Exactly as given, restate each record that follows.

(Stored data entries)
■ ■ ■ ■

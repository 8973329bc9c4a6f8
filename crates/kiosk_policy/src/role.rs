//! Role identities.
//!
//! Roles are opaque strings owned by the host's auth layer. This crate
//! never interprets them beyond equality.

use serde::{Deserialize, Serialize};
use std::collections::HashSet;
use std::fmt;

/// Opaque role identity.
#[derive(Debug, Clone, PartialEq, Eq, Hash, PartialOrd, Ord, Serialize, Deserialize)]
#[serde(transparent)]
pub struct Role(String);

impl Role {
    pub fn new(name: impl Into<String>) -> Self {
        Self(name.into())
    }

    #[inline]
    pub fn as_str(&self) -> &str {
        &self.0
    }
}

impl fmt::Display for Role {
    fn fmt(&self, f: &mut fmt::Formatter<'_>) -> fmt::Result {
        f.write_str(&self.0)
    }
}

impl From<&str> for Role {
    fn from(s: &str) -> Self {
        Role::new(s)
    }
}

impl From<String> for Role {
    fn from(s: String) -> Self {
        Role(s)
    }
}

/// The set of roles held by a session.
#[derive(Debug, Clone, Default, PartialEq, Eq, Serialize, Deserialize)]
pub struct RoleSet {
    roles: HashSet<Role>,
}

impl RoleSet {
    pub fn new() -> Self {
        Self::default()
    }

    /// Build from anything yielding role names.
    pub fn from_names<I, S>(names: I) -> Self
    where
        I: IntoIterator<Item = S>,
        S: Into<String>,
    {
        Self {
            roles: names.into_iter().map(|n| Role::new(n)).collect(),
        }
    }

    pub fn insert(&mut self, role: Role) {
        self.roles.insert(role);
    }

    pub fn contains(&self, role: &Role) -> bool {
        self.roles.contains(role)
    }

    pub fn is_empty(&self) -> bool {
        self.roles.is_empty()
    }

    pub fn len(&self) -> usize {
        self.roles.len()
    }

    pub fn iter(&self) -> impl Iterator<Item = &Role> {
        self.roles.iter()
    }

    /// Check if any of the given roles is held.
    pub fn contains_any<'a>(&self, roles: impl IntoIterator<Item = &'a Role>) -> bool {
        roles.into_iter().any(|r| self.roles.contains(r))
    }
}

impl FromIterator<Role> for RoleSet {
    fn from_iter<I: IntoIterator<Item = Role>>(iter: I) -> Self {
        Self {
            roles: iter.into_iter().collect(),
        }
    }
}
//! Snapshot error types.

use thiserror::Error;

/// Errors produced while validating or serializing snapshots.
#[derive(Debug, Clone, Error)]
pub enum SnapshotError {
    #[error("Schema version mismatch: expected {expected}, got {actual}")]
    SchemaVersionMismatch { expected: u32, actual: u32 },

    #[error("Too many nodes: {count} exceeds max {max}")]
    TooManyNodes { count: usize, max: usize },

    #[error("Array length mismatch in {field}: expected {expected}, got {actual}")]
    ArrayLengthMismatch {
        expected: usize,
        actual: usize,
        field: &'static str,
    },

    #[error("Invalid host id at index {index}: zero is reserved")]
    InvalidHostId { index: usize },

    #[error("Duplicate host id {host_id} at index {index}")]
    DuplicateHostId { host_id: u64, index: usize },

    #[error("Index {index} out of bounds in {field} (max {max})")]
    IndexOutOfBounds {
        index: u32,
        max: usize,
        field: &'static str,
    },

    #[error("Invalid string id {index} (table size {size})")]
    InvalidStringId { index: u32, size: usize },

    #[error("Parent chain from node {index} exceeds max depth {max}")]
    DepthExceeded { index: usize, max: usize },

    #[error("Serialization failed: {0}")]
    SerializationFailed(String),

    #[error("Deserialization failed: {0}")]
    DeserializationFailed(String),
}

■ ■ ■ ■

- Exercise solution
repository 8973329bc9c4a6f8
filename crates/kiosk_policy/src/role.rs
//! Role identities.
//!
//! Roles are opaque strings owned by the host's auth layer. This crate
//! never interprets them beyond equality.

use serde::{Deserialize, Serialize};
use std::collections::HashSet;
use std::fmt;

/// Opaque role identity.
#[derive(Debug, Clone, PartialEq, Eq, Hash, PartialOrd, Ord, Serialize, Deserialize)]
#[serde(transparent)]
pub struct Role(String);

impl Role {
    pub fn new(name: impl Into<String>) -> Self {
        Self(name.into())
    }

    #[inline]
    pub fn as_str(&self) -> &str {
        &self.0
    }
}

impl fmt::Display for Role {
    fn fmt(&self, f: &mut fmt::Formatter<'_>) -> fmt::Result {
        f.write_str(&self.0)
    }
}

impl From<&str> for Role {
    fn from(s: &str) -> Self {
        Role::new(s)
    }
}

impl From<String> for Role {
    fn from(s: String) -> Self {
        Role(s)
    }
}

/// The set of roles held by a session.
#[derive(Debug, Clone, Default, PartialEq, Eq, Serialize, Deserialize)]
pub struct RoleSet {
    roles: HashSet<Role>,
}

impl RoleSet {
    pub fn new() -> Self {
        Self::default()
    }

    /// Build from anything yielding role names.
    pub fn from_names<I, S>(names: I) -> Self
    where
        I: IntoIterator<Item = S>,
        S: Into<String>,
    {
        Self {
            roles: names.into_iter().map(|n| Role::new(n)).collect(),
        }
    }

    pub fn insert(&mut self, role: Role) {
        self.roles.insert(role);
    }

    pub fn contains(&self, role: &Role) -> bool {
        self.roles.contains(role)
    }

    pub fn is_empty(&self) -> bool {
        self.roles.is_empty()
    }

    pub fn len(&self) -> usize {
        self.roles.len()
    }

    pub fn iter(&self) -> impl Iterator<Item = &Role> {
        self.roles.iter()
    }

    /// Check if any of the given roles is held.
    pub fn contains_any<'a>(&self, roles: impl IntoIterator<Item = &'a Role>) -> bool {
        roles.into_iter().any(|r| self.roles.contains(r))
    }
}

impl FromIterator<Role> for RoleSet {
    fn from_iter<I: IntoIterator<Item = Role>>(iter: I) -> Self {
        Self {
            roles: iter.into_iter().collect(),
        }
    }
}
//! Snapshot error types.

use thiserror::Error;

/// Errors produced while validating or serializing snapshots.
#[derive(Debug, Clone, Error)]
pub enum SnapshotError {
    #[error("Schema version mismatch: expected {expected}, got {actual}")]
    SchemaVersionMismatch { expected: u32, actual: u32 },

    #[error("Too many nodes: {count} exceeds max {max}")]
    TooManyNodes { count: usize, max: usize },

    #[error("Array length mismatch in {field}: expected {expected}, got {actual}")]
    ArrayLengthMismatch {
        expected: usize,
        actual: usize,
        field: &'static str,
    },

    #[error("Invalid host id at index {index}: zero is reserved")]
    InvalidHostId { index: usize },

    #[error("Duplicate host id {host_id} at index {index}")]
    DuplicateHostId { host_id: u64, index: usize },

    #[error("Index {index} out of bounds in {field} (max {max})")]
    IndexOutOfBounds {
        index: u32,
        max: usize,
        field: &'static str,
    },

    #[error("Invalid string id {index} (table size {size})")]
    InvalidStringId { index: u32, size: usize },

    #[error("Parent chain from node {index} exceeds max depth {max}")]
    DepthExceeded { index: usize, max: usize },

    #[error("Serialization failed: {0}")]
    SerializationFailed(String),

    #[error("Deserialization failed: {0}")]
    DeserializationFailed(String),
}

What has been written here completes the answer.